By coupling enzymes to antibodies and using colorimetric reactions for readout, they created a technique that was safer, easier to standardize, and adaptable to high-throughput testing.  

ELISA rapidly became a cornerstone of diagnostics and epidemiology, enabling large-scale screening for infectious diseases such as HIV and hepatitis.  

How ELISA Works

Key Step 1: Coating Wells with Specific Molecules

To understand how the ELISA assay works, it helps to step inside the lab.  

The process begins with a plate that contains dozens of tiny wells. Each well acts as a miniature test chamber.  

Scientists coat these wells with a capture molecule, often an antigen or antibody, depending on what they are trying to detect.  

If the goal is to identify whether a patient has antibodies against a virus, the wells are coated with viral proteins.  

If the goal is to detect the virus itself, the wells are coated with antibodies that can bind to that pathogen.

Key Step 2: Adding the Sample and Target Analyte

After blocking the plate to reduce non-specific signal, next comes the patient sample. A small amount of blood serum is added to the wells.  

If the target molecule is present, whether antibodies or antigens, it will bind to the coated surface.  

This binding step is highly specific. It relies on the same lock and key interactions that drive immune recognition inside the body.  

If the target is not present, nothing sticks, and the well remains essentially empty. 

Key Step 3: Washing to Remove Background and Unbound Molecules

After giving enough time for binding to occur, the plate is washed.  

This step removes any molecules that did not specifically attach.  

What remains are only the molecules of interest, anchored to the well through highly selective interactions. 

 At this stage, the infection signal is present but still invisible. 

Key Step Four: Acquiring the Real Signal

To make that signal detectable, scientists add a secondary antibody linked to an enzyme.  

This antibody is designed to recognize the target molecule already bound in the well.  

If the target is present, the enzyme linked antibody attaches to it, forming a layered complex.  

If the target is absent, the enzyme has nothing to bind and is washed away in the next step. 

The final step is where ELISA becomes visually powerful.  

A substrate is added that reacts with the enzyme to produce a color change.  

Wells that contain the target molecule develop a visible signal, often shifting from clear to blue or yellow depending on the assay design.  

The intensity of this color is not just qualitative.
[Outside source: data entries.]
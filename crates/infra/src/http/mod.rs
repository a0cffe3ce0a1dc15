//! HTTP delivery layer
//!
//! [`executor`] hosts the resilient request executor: a retry/backoff state
//! machine wrapping a single logical network request.

pub mod executor;

pub use executor::{decode_api_error, FnFactory, RequestExecutor, RequestFactory};
//! Cancellable delay primitive
//!
//! Every suspension point in the SDK waits through this function so that
//! cancellation is observed promptly and uniformly. The timer is dropped on
//! both exits; nothing keeps ticking after settlement.

use std::time::Duration;

use tokio_util::sync::CancellationToken;

use crate::error::{CommonError, CommonResult};

/// Wait for `duration`, aborting early if `cancel` fires.
///
/// A token that is already cancelled rejects immediately without starting
/// the timer. Cancellation mid-wait resolves within the scheduler's next
/// poll, not after the remaining delay.
///
/// # Errors
///
/// Returns [`CommonError::Cancelled`] when the token fires before the
/// duration elapses.
pub async fn delay(duration: Duration, cancel: &CancellationToken) -> CommonResult<()> {
    if cancel.is_cancelled() {
        return Err(CommonError::cancelled("delay aborted before start"));
    }

    tokio::select! {
        _ = cancel.cancelled() => Err(CommonError::cancelled("delay interrupted")),
        _ = tokio::time::sleep(duration) => Ok(()),
    }
}
//! Structured error shape returned by the Vault API
//!
//! The service reports failures either as a JSON body or as three response
//! headers (`X-Error-Code`, `X-Error-Message`, `X-Error-Reference`). Both
//! forms decode into [`ApiError`]; header decoding lives in the HTTP layer.

use serde::{Deserialize, Serialize};

/// Header carrying the machine-readable error code.
pub const ERROR_CODE_HEADER: &str = "x-error-code";
/// Header carrying the human-readable error message.
pub const ERROR_MESSAGE_HEADER: &str = "x-error-message";
/// Header carrying the support reference for the failure.
pub const ERROR_REFERENCE_HEADER: &str = "x-error-reference";

/// Three-field structured error used by the remote service.
#[derive(Debug, Clone, PartialEq, Eq, Serialize, Deserialize)]
pub struct ApiError {
    /// Machine-readable error code (e.g. `"SessionInvalid"`).
    pub code: String,
    /// Human-readable message.
    pub message: String,
    /// Opaque support reference for correlating with the service's logs.
    pub reference: String,
    /// HTTP status the error arrived with. Not part of the wire shape;
    /// attached by the HTTP layer when decoding.
    #[serde(skip)]
    pub status: Option<u16>,
}

impl ApiError {
    /// Build an error from the three decoded header values.
    pub fn from_parts(code: String, message: String, reference: String) -> Self {
        Self { code, message, reference, status: None }
    }

    /// Attach the HTTP status the error was delivered with.
    #[must_use]
    pub fn with_status(mut self, status: u16) -> Self {
        self.status = Some(status);
        self
    }
}

/// JSON body envelope form: `{"error": {code, message, reference}}`.
#[derive(Debug, Clone, Deserialize)]
pub struct ApiErrorBody {
    pub error: ApiError,
}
It can be measured using a plate reader.  

This allows scientists to quantify how much antibody or antigen is present in the sample. 

ELISA Limitations

ELISA assay plate

ELISA assay. Source: Ajpolino via Wikimedia Commons.

ELISA detects antibodies, but the presence of antibodies does not always mean active infection.  
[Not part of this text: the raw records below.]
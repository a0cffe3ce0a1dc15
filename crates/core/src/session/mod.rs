//! Session polling orchestration
//!
//! - **[`tracker`]**: processed-file ledger and ready-file selection
//! - **[`poller`]**: the polling state machine driving list-and-process
//!   cycles until the remote job completes

pub mod poller;
pub mod tracker;
//! OAuth-like token types
//!
//! The Vault API issues short-lived access tokens against a signed
//! assertion, with an optional refresh token for renewing them. This module
//! holds the token container and its expiry arithmetic; the exchange and
//! refresh flows live in the HTTP layer.

use chrono::{DateTime, Utc};
use serde::{Deserialize, Serialize};

/// Access and refresh tokens with expiry metadata.
#[derive(Debug, Clone, Serialize, Deserialize)]
pub struct TokenSet {
    /// Bearer token for API authentication.
    pub access_token: String,

    /// Refresh token for obtaining new access tokens.
    /// Optional because some grants don't issue one.
    #[serde(skip_serializing_if = "Option::is_none")]
    pub refresh_token: Option<String>,

    /// Access token lifetime in seconds.
    pub expires_in: i64,

    /// Absolute expiration timestamp (UTC), calculated from `expires_in`
    /// at token creation time.
    #[serde(skip_serializing_if = "Option::is_none")]
    pub expires_at: Option<DateTime<Utc>>,
}

impl TokenSet {
    /// Create a new `TokenSet` with calculated expiration time.
    #[must_use]
    pub fn new(access_token: String, refresh_token: Option<String>, expires_in: i64) -> Self {
        let expires_at =
            (expires_in > 0).then(|| Utc::now() + chrono::Duration::seconds(expires_in));

        Self { access_token, refresh_token, expires_in, expires_at }
    }

    /// Check if the access token is expired or will expire within the given
    /// threshold.
    ///
    /// Returns `false` when no expiry is recorded: a token without expiry
    /// metadata is assumed valid until the service rejects it.
    #[must_use]
    pub fn is_expired(&self, threshold_seconds: i64) -> bool {
        match self.expires_at {
            Some(expires_at) => Utc::now() + chrono::Duration::seconds(threshold_seconds) >= expires_at,
            None => false,
        }
    }

    /// Seconds until token expiration, `None` if no expiry is recorded.
    #[must_use]
    pub fn seconds_until_expiry(&self) -> Option<i64> {
        self.expires_at.map(|expires_at| (expires_at - Utc::now()).num_seconds())
    }
}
This is because antibodies can persist long after the pathogen has been cleared, reflecting past exposure rather than current disease.  

Conversely, low antibody levels during early infection leads to false negative results. 
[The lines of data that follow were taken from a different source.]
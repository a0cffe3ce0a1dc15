//! Error types used throughout the SDK

use serde::{Deserialize, Serialize};
use thiserror::Error;

use crate::types::api_error::ApiError;

/// Main error type for VaultLink
///
/// The variants map onto the fault classes callers need to distinguish:
/// contract violations are never retried, transport faults may be retried by
/// policy, structured API errors carry the remote service's own diagnosis,
/// protocol faults mean the remote violated its error contract, and
/// cancellation is surfaced distinctly so callers can special-case it.
#[derive(Error, Debug, Serialize, Deserialize)]
#[serde(tag = "type", content = "message")]
pub enum VaultError {
    /// Malformed input to a public contract; fatal, never retried.
    #[error("Validation error: {0}")]
    Validation(String),

    /// Network-level failure before any response was obtained.
    #[error("Transport error: {0}")]
    Transport(String),

    /// Well-formed structured error returned by the Vault API.
    #[error("API error {}: {} (reference {})", .0.code, .0.message, .0.reference)]
    Api(ApiError),

    /// Non-ok response whose error body/headers could not be decoded.
    #[error("Protocol error: {0}")]
    Protocol(String),

    /// The operation was aborted through its cancellation signal.
    #[error("Cancelled: {0}")]
    Cancelled(String),

    #[error("Authentication error: {0}")]
    Auth(String),

    #[error("Configuration error: {0}")]
    Config(String),

    #[error("Crypto error: {0}")]
    Crypto(String),

    #[error("Internal error: {0}")]
    Internal(String),
}

impl VaultError {
    /// Whether this error is a user/SDK-initiated abort.
    pub fn is_cancelled(&self) -> bool {
        matches!(self, Self::Cancelled(_))
    }

    /// The HTTP status attached to a structured API error, if any.
    pub fn api_status(&self) -> Option<u16> {
        match self {
            Self::Api(err) => err.status,
            _ => None,
        }
    }
}

impl From<serde_json::Error> for VaultError {
    fn from(err: serde_json::Error) -> Self {
        Self::Validation(format!("JSON error: {err}"))
    }
}

/// Result type alias for VaultLink operations
pub type Result<T> = std::result::Result<T, VaultError>;

#[cfg(test)]
mod tests {
    use super::*;

    #[test]
    fn api_error_display_includes_reference() {
        let err = VaultError::Api(ApiError {
            code: "SessionInvalid".to_string(),
            message: "session key expired".to_string(),
            reference: "ref-123".to_string(),
            status: Some(401),
        });

        let rendered = err.to_string();
        assert!(rendered.contains("SessionInvalid"));
        assert!(rendered.contains("ref-123"));
        assert_eq!(err.api_status(), Some(401));
    }

    #[test]
    fn cancelled_is_distinguishable() {
        let err = VaultError::Cancelled("caller aborted".to_string());
        assert!(err.is_cancelled());
        assert!(!VaultError::Transport("reset".to_string()).is_cancelled());
    }
}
Antigen-based ELISAs detect pathogen components directly but often require higher antigen levels to produce a signal. 

Overall, ELISA results are most powerful when interpreted alongside clinical symptoms, patient history, and other laboratory findings.  

ELISA serves as a first line tool that guides further testing, such as PCR, which can directly detect viral genetic material. 

Why ELISA Matters for Public Health

publich health in Latin america

Source: PAHO’s photostream via Flickr  

Inside the lab, ELISA may look like a series of pipetting steps and color changes.  

But beyond the bench, it represents a powerful window into how infections move through communities. 

Able to scale across large sample sets, it enables health systems to track exposure, identify hotspots, and assess interventions.  

Reliable and adaptable biochemical tools like ELISA will continue to remain essential as infectious diseases evolve.  

Early detection can change outbreaks, and simple blood tests that read the immune system are central to modern public health.